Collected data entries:
---

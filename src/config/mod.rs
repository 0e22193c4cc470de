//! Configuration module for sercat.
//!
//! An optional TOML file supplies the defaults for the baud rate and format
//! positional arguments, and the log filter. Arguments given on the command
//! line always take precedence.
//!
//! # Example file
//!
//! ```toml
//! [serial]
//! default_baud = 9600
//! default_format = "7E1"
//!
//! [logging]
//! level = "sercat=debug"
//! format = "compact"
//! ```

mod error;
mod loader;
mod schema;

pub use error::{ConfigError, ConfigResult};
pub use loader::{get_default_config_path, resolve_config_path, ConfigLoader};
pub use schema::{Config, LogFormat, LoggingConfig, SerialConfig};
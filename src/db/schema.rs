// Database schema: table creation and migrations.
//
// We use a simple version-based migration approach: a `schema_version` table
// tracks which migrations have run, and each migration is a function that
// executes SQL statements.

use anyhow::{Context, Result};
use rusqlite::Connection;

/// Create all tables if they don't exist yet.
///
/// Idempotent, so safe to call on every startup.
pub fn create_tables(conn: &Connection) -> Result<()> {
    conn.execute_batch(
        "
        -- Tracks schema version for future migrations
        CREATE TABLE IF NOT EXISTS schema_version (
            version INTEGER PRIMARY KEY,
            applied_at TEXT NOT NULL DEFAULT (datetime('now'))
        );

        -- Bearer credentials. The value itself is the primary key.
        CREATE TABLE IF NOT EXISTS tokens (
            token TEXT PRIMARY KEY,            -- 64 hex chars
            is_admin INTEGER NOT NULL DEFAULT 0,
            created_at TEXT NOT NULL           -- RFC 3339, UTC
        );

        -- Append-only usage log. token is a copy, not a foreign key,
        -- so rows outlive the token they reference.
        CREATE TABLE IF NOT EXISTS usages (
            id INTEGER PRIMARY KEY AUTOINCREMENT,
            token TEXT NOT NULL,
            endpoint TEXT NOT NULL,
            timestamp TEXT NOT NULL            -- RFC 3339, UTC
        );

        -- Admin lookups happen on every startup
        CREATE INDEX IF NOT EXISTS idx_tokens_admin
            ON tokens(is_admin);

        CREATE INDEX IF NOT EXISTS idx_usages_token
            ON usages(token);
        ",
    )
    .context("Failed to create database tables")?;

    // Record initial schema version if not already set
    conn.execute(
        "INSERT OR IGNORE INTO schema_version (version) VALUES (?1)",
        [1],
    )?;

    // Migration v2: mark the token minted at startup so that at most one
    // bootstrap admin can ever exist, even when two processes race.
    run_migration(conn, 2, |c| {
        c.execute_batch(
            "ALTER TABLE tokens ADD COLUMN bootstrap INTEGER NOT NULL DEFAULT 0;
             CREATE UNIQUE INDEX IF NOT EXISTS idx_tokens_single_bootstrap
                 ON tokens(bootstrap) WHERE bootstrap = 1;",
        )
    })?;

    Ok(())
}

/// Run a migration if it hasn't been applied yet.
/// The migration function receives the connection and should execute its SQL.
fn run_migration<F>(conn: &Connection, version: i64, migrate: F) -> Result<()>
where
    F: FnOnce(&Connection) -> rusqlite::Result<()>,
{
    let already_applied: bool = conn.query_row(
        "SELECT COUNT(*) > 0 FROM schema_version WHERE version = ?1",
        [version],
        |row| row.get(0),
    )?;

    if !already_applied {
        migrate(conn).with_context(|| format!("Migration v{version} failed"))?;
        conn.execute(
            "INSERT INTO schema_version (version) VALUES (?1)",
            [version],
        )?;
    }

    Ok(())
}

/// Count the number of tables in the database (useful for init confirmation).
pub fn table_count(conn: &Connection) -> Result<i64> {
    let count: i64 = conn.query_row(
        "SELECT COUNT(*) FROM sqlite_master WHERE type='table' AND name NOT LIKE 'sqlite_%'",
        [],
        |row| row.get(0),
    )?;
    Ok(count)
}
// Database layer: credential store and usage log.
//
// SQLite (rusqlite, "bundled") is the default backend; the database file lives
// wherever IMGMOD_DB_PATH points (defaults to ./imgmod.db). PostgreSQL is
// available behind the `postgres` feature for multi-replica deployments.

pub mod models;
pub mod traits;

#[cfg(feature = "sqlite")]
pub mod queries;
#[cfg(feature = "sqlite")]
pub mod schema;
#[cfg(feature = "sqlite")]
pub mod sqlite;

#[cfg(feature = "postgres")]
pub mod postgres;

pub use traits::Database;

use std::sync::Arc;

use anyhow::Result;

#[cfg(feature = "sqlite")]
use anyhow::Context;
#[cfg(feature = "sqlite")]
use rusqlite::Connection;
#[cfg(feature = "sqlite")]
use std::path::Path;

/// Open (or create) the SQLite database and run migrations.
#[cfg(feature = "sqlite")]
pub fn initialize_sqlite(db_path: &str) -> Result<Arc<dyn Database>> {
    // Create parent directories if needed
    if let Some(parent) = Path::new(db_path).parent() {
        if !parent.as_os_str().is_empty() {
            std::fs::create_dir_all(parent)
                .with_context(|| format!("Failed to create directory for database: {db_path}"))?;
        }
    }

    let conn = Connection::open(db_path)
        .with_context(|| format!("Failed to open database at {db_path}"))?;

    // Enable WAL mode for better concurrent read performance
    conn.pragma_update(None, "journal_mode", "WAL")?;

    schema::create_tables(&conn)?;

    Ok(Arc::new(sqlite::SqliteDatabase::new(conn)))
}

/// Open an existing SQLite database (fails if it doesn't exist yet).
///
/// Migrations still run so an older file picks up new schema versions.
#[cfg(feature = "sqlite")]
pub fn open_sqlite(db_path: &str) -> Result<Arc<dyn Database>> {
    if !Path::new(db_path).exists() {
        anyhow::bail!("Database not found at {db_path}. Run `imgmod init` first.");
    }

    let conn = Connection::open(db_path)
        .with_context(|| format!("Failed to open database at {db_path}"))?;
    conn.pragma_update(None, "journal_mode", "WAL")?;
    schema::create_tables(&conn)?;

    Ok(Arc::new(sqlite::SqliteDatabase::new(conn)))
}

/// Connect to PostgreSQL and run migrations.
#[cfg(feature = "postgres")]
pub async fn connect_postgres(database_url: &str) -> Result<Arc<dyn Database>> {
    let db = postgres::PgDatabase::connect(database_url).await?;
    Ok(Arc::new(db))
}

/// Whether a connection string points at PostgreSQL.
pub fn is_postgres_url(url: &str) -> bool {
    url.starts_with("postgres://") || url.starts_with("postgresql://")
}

---

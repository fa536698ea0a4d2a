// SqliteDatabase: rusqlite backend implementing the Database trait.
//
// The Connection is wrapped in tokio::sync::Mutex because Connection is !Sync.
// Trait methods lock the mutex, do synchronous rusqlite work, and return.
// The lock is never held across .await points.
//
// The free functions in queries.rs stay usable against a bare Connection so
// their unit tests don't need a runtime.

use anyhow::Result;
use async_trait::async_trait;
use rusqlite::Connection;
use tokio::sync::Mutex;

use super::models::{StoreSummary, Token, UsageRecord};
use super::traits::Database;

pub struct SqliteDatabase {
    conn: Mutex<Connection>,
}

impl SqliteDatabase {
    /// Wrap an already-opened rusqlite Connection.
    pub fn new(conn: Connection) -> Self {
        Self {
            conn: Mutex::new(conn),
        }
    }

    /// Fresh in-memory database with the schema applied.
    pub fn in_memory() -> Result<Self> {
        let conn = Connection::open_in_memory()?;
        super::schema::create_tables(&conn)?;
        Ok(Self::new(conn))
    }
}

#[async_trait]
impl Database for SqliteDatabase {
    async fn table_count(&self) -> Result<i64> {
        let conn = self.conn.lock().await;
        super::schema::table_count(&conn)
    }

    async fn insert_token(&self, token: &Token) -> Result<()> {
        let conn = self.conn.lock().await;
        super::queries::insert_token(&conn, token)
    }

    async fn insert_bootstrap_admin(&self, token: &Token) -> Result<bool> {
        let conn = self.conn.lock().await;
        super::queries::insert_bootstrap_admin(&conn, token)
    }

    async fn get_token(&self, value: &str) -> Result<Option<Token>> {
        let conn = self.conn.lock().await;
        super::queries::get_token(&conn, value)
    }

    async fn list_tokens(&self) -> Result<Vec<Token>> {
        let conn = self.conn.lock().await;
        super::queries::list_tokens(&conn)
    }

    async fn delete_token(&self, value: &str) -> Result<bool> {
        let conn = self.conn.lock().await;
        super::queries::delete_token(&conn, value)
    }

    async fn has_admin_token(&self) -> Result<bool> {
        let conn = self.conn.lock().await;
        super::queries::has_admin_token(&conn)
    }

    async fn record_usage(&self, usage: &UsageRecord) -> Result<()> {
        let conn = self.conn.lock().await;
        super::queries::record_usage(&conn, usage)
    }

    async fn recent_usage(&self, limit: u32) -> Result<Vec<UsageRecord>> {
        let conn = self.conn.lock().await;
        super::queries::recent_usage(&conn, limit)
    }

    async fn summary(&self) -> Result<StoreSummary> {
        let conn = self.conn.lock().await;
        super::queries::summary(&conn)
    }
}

---

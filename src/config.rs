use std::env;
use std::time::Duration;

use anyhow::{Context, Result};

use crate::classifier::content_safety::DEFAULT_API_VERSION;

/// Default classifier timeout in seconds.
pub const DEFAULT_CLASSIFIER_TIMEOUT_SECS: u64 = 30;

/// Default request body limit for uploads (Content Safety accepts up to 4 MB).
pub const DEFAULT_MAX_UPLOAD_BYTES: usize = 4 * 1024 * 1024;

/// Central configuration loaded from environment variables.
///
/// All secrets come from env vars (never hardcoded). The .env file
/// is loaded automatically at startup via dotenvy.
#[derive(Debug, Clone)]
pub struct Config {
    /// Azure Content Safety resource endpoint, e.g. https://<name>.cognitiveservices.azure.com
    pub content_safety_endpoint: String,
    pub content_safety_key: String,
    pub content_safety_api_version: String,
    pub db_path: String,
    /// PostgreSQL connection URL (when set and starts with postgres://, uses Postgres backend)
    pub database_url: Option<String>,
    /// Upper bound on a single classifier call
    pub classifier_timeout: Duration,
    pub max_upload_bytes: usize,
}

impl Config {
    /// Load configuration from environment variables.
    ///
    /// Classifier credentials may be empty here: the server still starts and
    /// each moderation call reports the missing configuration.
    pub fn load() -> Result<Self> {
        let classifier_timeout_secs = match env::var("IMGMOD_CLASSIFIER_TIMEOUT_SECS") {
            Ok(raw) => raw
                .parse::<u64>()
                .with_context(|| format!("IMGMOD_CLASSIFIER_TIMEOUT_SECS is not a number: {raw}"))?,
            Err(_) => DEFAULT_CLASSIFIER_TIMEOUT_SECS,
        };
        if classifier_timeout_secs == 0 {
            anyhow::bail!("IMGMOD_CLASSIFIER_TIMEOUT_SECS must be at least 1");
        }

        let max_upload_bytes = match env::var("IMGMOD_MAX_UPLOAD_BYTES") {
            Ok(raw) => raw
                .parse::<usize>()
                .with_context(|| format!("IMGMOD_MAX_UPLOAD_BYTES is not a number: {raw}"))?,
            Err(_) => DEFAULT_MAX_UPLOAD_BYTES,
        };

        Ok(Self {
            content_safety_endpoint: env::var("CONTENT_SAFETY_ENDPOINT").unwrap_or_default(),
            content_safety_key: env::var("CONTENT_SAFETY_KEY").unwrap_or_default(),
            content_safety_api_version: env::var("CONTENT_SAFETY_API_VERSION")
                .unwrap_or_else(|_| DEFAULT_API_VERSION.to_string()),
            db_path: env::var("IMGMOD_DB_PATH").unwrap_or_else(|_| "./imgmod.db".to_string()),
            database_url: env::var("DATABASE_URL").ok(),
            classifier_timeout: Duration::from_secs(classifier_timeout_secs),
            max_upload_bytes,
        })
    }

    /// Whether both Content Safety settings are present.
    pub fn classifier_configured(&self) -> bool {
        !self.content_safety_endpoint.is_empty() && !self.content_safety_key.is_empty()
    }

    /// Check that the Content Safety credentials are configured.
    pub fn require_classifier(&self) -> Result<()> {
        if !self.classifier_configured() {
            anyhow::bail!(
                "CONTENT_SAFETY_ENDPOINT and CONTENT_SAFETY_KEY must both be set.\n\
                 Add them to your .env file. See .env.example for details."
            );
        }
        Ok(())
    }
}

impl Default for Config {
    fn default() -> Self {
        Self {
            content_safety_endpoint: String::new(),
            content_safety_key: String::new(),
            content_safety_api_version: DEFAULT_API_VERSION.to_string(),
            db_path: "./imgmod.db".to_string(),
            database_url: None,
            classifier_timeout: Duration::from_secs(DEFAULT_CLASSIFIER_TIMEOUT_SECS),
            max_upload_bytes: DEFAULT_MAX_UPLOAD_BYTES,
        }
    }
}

---

◆ WHAT TO PRODUCE:
All lines above that hold the string "backend" should be copied.

◆ TASK ANSWER:
// SQLite (rusqlite, "bundled") is the default backend; the database file lives
// SqliteDatabase: rusqlite backend implementing the Database trait.
    /// PostgreSQL connection URL (when set and starts with postgres://, uses Postgres backend)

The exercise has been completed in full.